Part 1: In 1998, a legal revolution was quietly born in Texas. It would pull America’s courts rightward.
With his election as Texas attorney general, U.S. Sen. John Cornyn planted the seeds of conservatism. Gov. Greg Abbott used his tenure to cultivate them into an aggressive strain of right-wing activism aimed at driving the nation’s courts and laws to the right.
In March, Texas Gov. Greg Abbott sat before the next generation of conservative legal warriors and shared with them the gospel of Texas.
The story began several decades earlier, when conservative lawyers like himself looked out over the nation’s legal landscape and saw “opinion after opinion after opinion that seemed to rewrite the Constitution,” Abbott told this gathering of law students put on by the Federalist Society.
The nation had strayed from its constitutional roots, as divined by these conservatives, and their vision of America as a Christian nation was slipping away: Federal courts were protecting abortion rights, keeping prayer out of schools, restricting gun ownership and letting the federal government rein in the liberties of states, businesses and individuals.
It was long past time to put an end to it.
“A principle that causes America to stand apart from all other countries is our Constitution and our adamant insistence on the rule of law,” Abbott explained. But the way things were going back then, “we would soon become the rule of men, whoever was interpreting and applying the law.”
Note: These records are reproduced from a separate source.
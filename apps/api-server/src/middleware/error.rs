//! Error handling - RFC 7807 compliant responses.

use actix_web::{HttpResponse, ResponseError, http::StatusCode};
use minigram_shared::ErrorResponse;
use std::fmt;

use minigram_core::DomainError;

/// Application-level error type that converts to RFC 7807 responses.
#[derive(Debug)]
pub enum AppError {
    NotFound(String),
    BadRequest(String),
    Unauthorized,
    Forbidden,
    Conflict(String),
    Internal(String),
}

impl fmt::Display for AppError {
    fn fmt(&self, f: &mut fmt::Formatter<'_>) -> fmt::Result {
        match self {
            AppError::NotFound(msg) => write!(f, "Not found: {}", msg),
            AppError::BadRequest(msg) => write!(f, "Bad request: {}", msg),
            AppError::Unauthorized => write!(f, "Unauthorized"),
            AppError::Forbidden => write!(f, "Forbidden"),
            AppError::Conflict(msg) => write!(f, "Conflict: {}", msg),
            AppError::Internal(msg) => write!(f, "Internal error: {}", msg),
        }
    }
}

impl ResponseError for AppError {
    fn status_code(&self) -> StatusCode {
        match self {
            AppError::NotFound(_) => StatusCode::NOT_FOUND,
            AppError::BadRequest(_) => StatusCode::BAD_REQUEST,
            AppError::Unauthorized => StatusCode::UNAUTHORIZED,
            AppError::Forbidden => StatusCode::FORBIDDEN,
            AppError::Conflict(_) => StatusCode::CONFLICT,
            AppError::Internal(_) => StatusCode::INTERNAL_SERVER_ERROR,
        }
    }

    fn error_response(&self) -> HttpResponse {
        let error = match self {
            AppError::NotFound(detail) => ErrorResponse::not_found(detail),
            AppError::BadRequest(detail) => ErrorResponse::bad_request(detail),
            AppError::Unauthorized => ErrorResponse::unauthorized(),
            AppError::Forbidden => ErrorResponse::forbidden(),
            AppError::Conflict(detail) => ErrorResponse::conflict(detail),
            AppError::Internal(detail) => {
                // The cause is logged server-side; the caller gets a generic body
                tracing::error!("Internal error: {}", detail);
                ErrorResponse::internal_error()
            }
        };

        HttpResponse::build(self.status_code()).json(error)
    }
}

impl From<DomainError> for AppError {
    fn from(err: DomainError) -> Self {
        match err {
            DomainError::BadInput(msg) => AppError::BadRequest(msg),
            DomainError::NotFound { entity } => AppError::NotFound(format!("{entity} not found")),
            DomainError::NotOwner { .. } => AppError::Forbidden,
            DomainError::EmailTaken => AppError::Conflict("email already registered".to_string()),
            DomainError::InvalidCredentials => AppError::Unauthorized,
            DomainError::Internal(msg) => AppError::Internal(msg),
        }
    }
}

/// Result type alias for handlers.
pub type AppResult<T> = Result<T, AppError>;
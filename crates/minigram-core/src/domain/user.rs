use chrono::{DateTime, Utc};
use serde::{Deserialize, Serialize};

/// User entity - represents a registered account.
#[derive(Debug, Clone, Serialize, Deserialize)]
pub struct User {
    pub id: i64,
    pub first_name: String,
    pub last_name: String,
    pub email: String,
    pub username: String,
    pub password_hash: String,
    pub created_at: DateTime<Utc>,
}

/// Row to insert when registering; id and created_at are assigned by the store.
#[derive(Debug, Clone)]
pub struct NewUser {
    pub first_name: String,
    pub last_name: String,
    pub email: String,
    pub username: String,
    pub password_hash: String,
}

/// Registration input with the clear-text password still present.
#[derive(Debug, Clone)]
pub struct RegisterUser {
    pub first_name: String,
    pub last_name: String,
    pub email: String,
    pub username: String,
    pub password: String,
}

/// Login input.
#[derive(Debug, Clone)]
pub struct Credentials {
    pub email: String,
    pub password: String,
}
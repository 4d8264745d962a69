//! PostgreSQL repository implementations.

use async_trait::async_trait;
use chrono::Utc;
use sea_orm::{
    ActiveModelTrait, ColumnTrait, DbConn, DbErr, EntityTrait, PaginatorTrait, QueryFilter,
    QueryOrder, Set,
};

use minigram_core::domain::{Activity, Like, NewActivity, NewPost, NewUser, Post, User};
use minigram_core::error::RepoError;
use minigram_core::ports::{ActivityRepository, LikeRepository, PostRepository, UserRepository};

use super::entity::{activity, like, post, user};

/// Unique-key violations become [`RepoError::Constraint`] so services can
/// tell them apart from plain query failures.
fn map_db_err(err: DbErr) -> RepoError {
    let msg = err.to_string();
    if msg.contains("duplicate") || msg.contains("unique") {
        RepoError::Constraint(msg)
    } else {
        RepoError::Query(msg)
    }
}

fn query_err(err: DbErr) -> RepoError {
    RepoError::Query(err.to_string())
}

/// PostgreSQL user repository.
pub struct PostgresUserRepository {
    db: DbConn,
}

impl PostgresUserRepository {
    pub fn new(db: DbConn) -> Self {
        Self { db }
    }
}

#[async_trait]
impl UserRepository for PostgresUserRepository {
    async fn create(&self, new_user: NewUser) -> Result<User, RepoError> {
        let row = user::ActiveModel {
            first_name: Set(new_user.first_name),
            last_name: Set(new_user.last_name),
            email: Set(new_user.email),
            username: Set(new_user.username),
            password_hash: Set(new_user.password_hash),
            created_at: Set(Utc::now().into()),
            ..Default::default()
        };

        let created = row.insert(&self.db).await.map_err(map_db_err)?;
        Ok(created.into())
    }

    async fn find_by_email(&self, email: &str) -> Result<Option<User>, RepoError> {
        // Mask email for logging to avoid PII in logs
        let masked = if let Some(at_pos) = email.find('@') {
            let (local, domain) = email.split_at(at_pos);
            let masked_local = if local.len() > 1 {
                format!("{}***", &local[..1])
            } else {
                "***".to_string()
            };
            format!("{}{}", masked_local, domain)
        } else {
            "***".to_string()
        };
        tracing::debug!(user_email = %masked, "Finding user by email");

        let result = user::Entity::find()
            .filter(user::Column::Email.eq(email))
            .one(&self.db)
            .await
            .map_err(query_err)?;

        Ok(result.map(Into::into))
    }
}

/// PostgreSQL post repository.
pub struct PostgresPostRepository {
    db: DbConn,
}

impl PostgresPostRepository {
    pub fn new(db: DbConn) -> Self {
        Self { db }
    }
}

#[async_trait]
impl PostRepository for PostgresPostRepository {
    async fn create(&self, new_post: NewPost) -> Result<Post, RepoError> {
        let row = post::ActiveModel {
            title: Set(new_post.title),
            content: Set(new_post.content),
            author_id: Set(new_post.author_id),
            created_at: Set(Utc::now().into()),
            ..Default::default()
        };

        let created = row.insert(&self.db).await.map_err(map_db_err)?;
        Ok(created.into())
    }

    async fn list_all(&self) -> Result<Vec<Post>, RepoError> {
        let rows = post::Entity::find()
            .order_by_desc(post::Column::Id)
            .all(&self.db)
            .await
            .map_err(query_err)?;

        Ok(rows.into_iter().map(Into::into).collect())
    }

    async fn find_by_id(&self, id: i64) -> Result<Option<Post>, RepoError> {
        let row = post::Entity::find_by_id(id)
            .one(&self.db)
            .await
            .map_err(query_err)?;

        Ok(row.map(Into::into))
    }

    async fn delete_by_id_and_author(&self, id: i64, author_id: i64) -> Result<bool, RepoError> {
        let result = post::Entity::delete_many()
            .filter(post::Column::Id.eq(id))
            .filter(post::Column::AuthorId.eq(author_id))
            .exec(&self.db)
            .await
            .map_err(query_err)?;

        Ok(result.rows_affected > 0)
    }
}

/// PostgreSQL like repository.
pub struct PostgresLikeRepository {
    db: DbConn,
}

impl PostgresLikeRepository {
    pub fn new(db: DbConn) -> Self {
        Self { db }
    }
}

#[async_trait]
impl LikeRepository for PostgresLikeRepository {
    async fn create(&self, user_id: i64, post_id: i64) -> Result<Like, RepoError> {
        let row = like::ActiveModel {
            user_id: Set(user_id),
            post_id: Set(post_id),
            created_at: Set(Utc::now().into()),
            ..Default::default()
        };

        let created = row.insert(&self.db).await.map_err(map_db_err)?;
        Ok(created.into())
    }

    async fn find_by_id(&self, id: i64) -> Result<Option<Like>, RepoError> {
        let row = like::Entity::find_by_id(id)
            .one(&self.db)
            .await
            .map_err(query_err)?;

        Ok(row.map(Into::into))
    }

    async fn delete_by_id_and_user(&self, id: i64, user_id: i64) -> Result<bool, RepoError> {
        let result = like::Entity::delete_many()
            .filter(like::Column::Id.eq(id))
            .filter(like::Column::UserId.eq(user_id))
            .exec(&self.db)
            .await
            .map_err(query_err)?;

        Ok(result.rows_affected > 0)
    }

    async fn list_by_post(&self, post_id: i64) -> Result<Vec<Like>, RepoError> {
        let rows = like::Entity::find()
            .filter(like::Column::PostId.eq(post_id))
            .order_by_desc(like::Column::Id)
            .all(&self.db)
            .await
            .map_err(query_err)?;

        Ok(rows.into_iter().map(Into::into).collect())
    }

    async fn count_by_post(&self, post_id: i64) -> Result<i64, RepoError> {
        let count = like::Entity::find()
            .filter(like::Column::PostId.eq(post_id))
            .count(&self.db)
            .await
            .map_err(query_err)?;

        Ok(count as i64)
    }
}

/// PostgreSQL activity repository. Insert and per-user list only; the log
/// is append-only.
pub struct PostgresActivityRepository {
    db: DbConn,
}

impl PostgresActivityRepository {
    pub fn new(db: DbConn) -> Self {
        Self { db }
    }
}

#[async_trait]
impl ActivityRepository for PostgresActivityRepository {
    async fn record(&self, entry: NewActivity) -> Result<(), RepoError> {
        let row = activity::ActiveModel {
            user_id: Set(entry.user_id),
            action: Set(entry.action.as_str().to_string()),
            description: Set(entry.description),
            created_at: Set(Utc::now().into()),
            ..Default::default()
        };

        row.insert(&self.db).await.map_err(query_err)?;
        Ok(())
    }

    async fn list_by_user(&self, user_id: i64) -> Result<Vec<Activity>, RepoError> {
        let rows = activity::Entity::find()
            .filter(activity::Column::UserId.eq(user_id))
            .order_by_desc(activity::Column::Id)
            .all(&self.db)
            .await
            .map_err(query_err)?;

        Ok(rows.into_iter().map(Into::into).collect())
    }
}
//! Registration and login handlers.

use actix_web::{HttpResponse, web};

use minigram_core::DomainError;
use minigram_core::domain::{Credentials, RegisterUser, User};
use minigram_shared::dto::{AuthResponse, LoginRequest, RegisterRequest, UserResponse};

use crate::middleware::error::{AppError, AppResult};
use crate::observability::RequestId;
use crate::state::AppState;

fn user_response(user: &User) -> UserResponse {
    UserResponse {
        id: user.id,
        first_name: user.first_name.clone(),
        last_name: user.last_name.clone(),
        email: user.email.clone(),
        username: user.username.clone(),
        created_at: user.created_at,
    }
}

/// POST /v1/users/register
pub async fn register(
    state: web::Data<AppState>,
    request_id: RequestId,
    body: web::Json<RegisterRequest>,
) -> AppResult<HttpResponse> {
    let req = body.into_inner();

    // Validate input
    if req.first_name.trim().is_empty() || req.last_name.trim().is_empty() {
        return Err(AppError::BadRequest(
            "first and last name are required".to_string(),
        ));
    }
    if req.username.trim().is_empty() {
        return Err(AppError::BadRequest("username is required".to_string()));
    }
    if req.email.is_empty() || !req.email.contains('@') {
        return Err(AppError::BadRequest("Invalid email address".to_string()));
    }
    if req.password.len() < 8 {
        return Err(AppError::BadRequest(
            "Password must be at least 8 characters".to_string(),
        ));
    }

    let (user, token) = state
        .auth
        .register(RegisterUser {
            first_name: req.first_name,
            last_name: req.last_name,
            email: req.email,
            username: req.username,
            password: req.password,
        })
        .await
        .map_err(|err| {
            if let DomainError::Internal(msg) = &err {
                tracing::error!(request_id = %request_id.as_str(), error = %msg, "register failed");
            }
            AppError::from(err)
        })?;

    Ok(HttpResponse::Created().json(AuthResponse {
        user: user_response(&user),
        token,
    }))
}

/// POST /v1/users/login
pub async fn login(
    state: web::Data<AppState>,
    request_id: RequestId,
    body: web::Json<LoginRequest>,
) -> AppResult<HttpResponse> {
    let req = body.into_inner();

    if req.email.is_empty() || req.password.is_empty() {
        return Err(AppError::BadRequest(
            "email and password are required".to_string(),
        ));
    }

    let (user, token) = state
        .auth
        .login(Credentials {
            email: req.email,
            password: req.password,
        })
        .await
        .map_err(|err| {
            if let DomainError::Internal(msg) = &err {
                tracing::error!(request_id = %request_id.as_str(), error = %msg, "login failed");
            }
            AppError::from(err)
        })?;

    Ok(HttpResponse::Ok().json(AuthResponse {
        user: user_response(&user),
        token,
    }))
}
The rule of law is often cast as democracy’s equalizer, a nonpartisan social contract insulated from politics and arbitrated by impartial judges. But as these conservative lawyers realized, quite the opposite is true.
Whoever shapes the courts shapes the law.
So it was to the federal judiciary, paradoxically ripe for ideological influence with its unelected, lifetime appointees, that those conservative lawyers turned for salvation. In that crusade, Texas would become their Jerusalem.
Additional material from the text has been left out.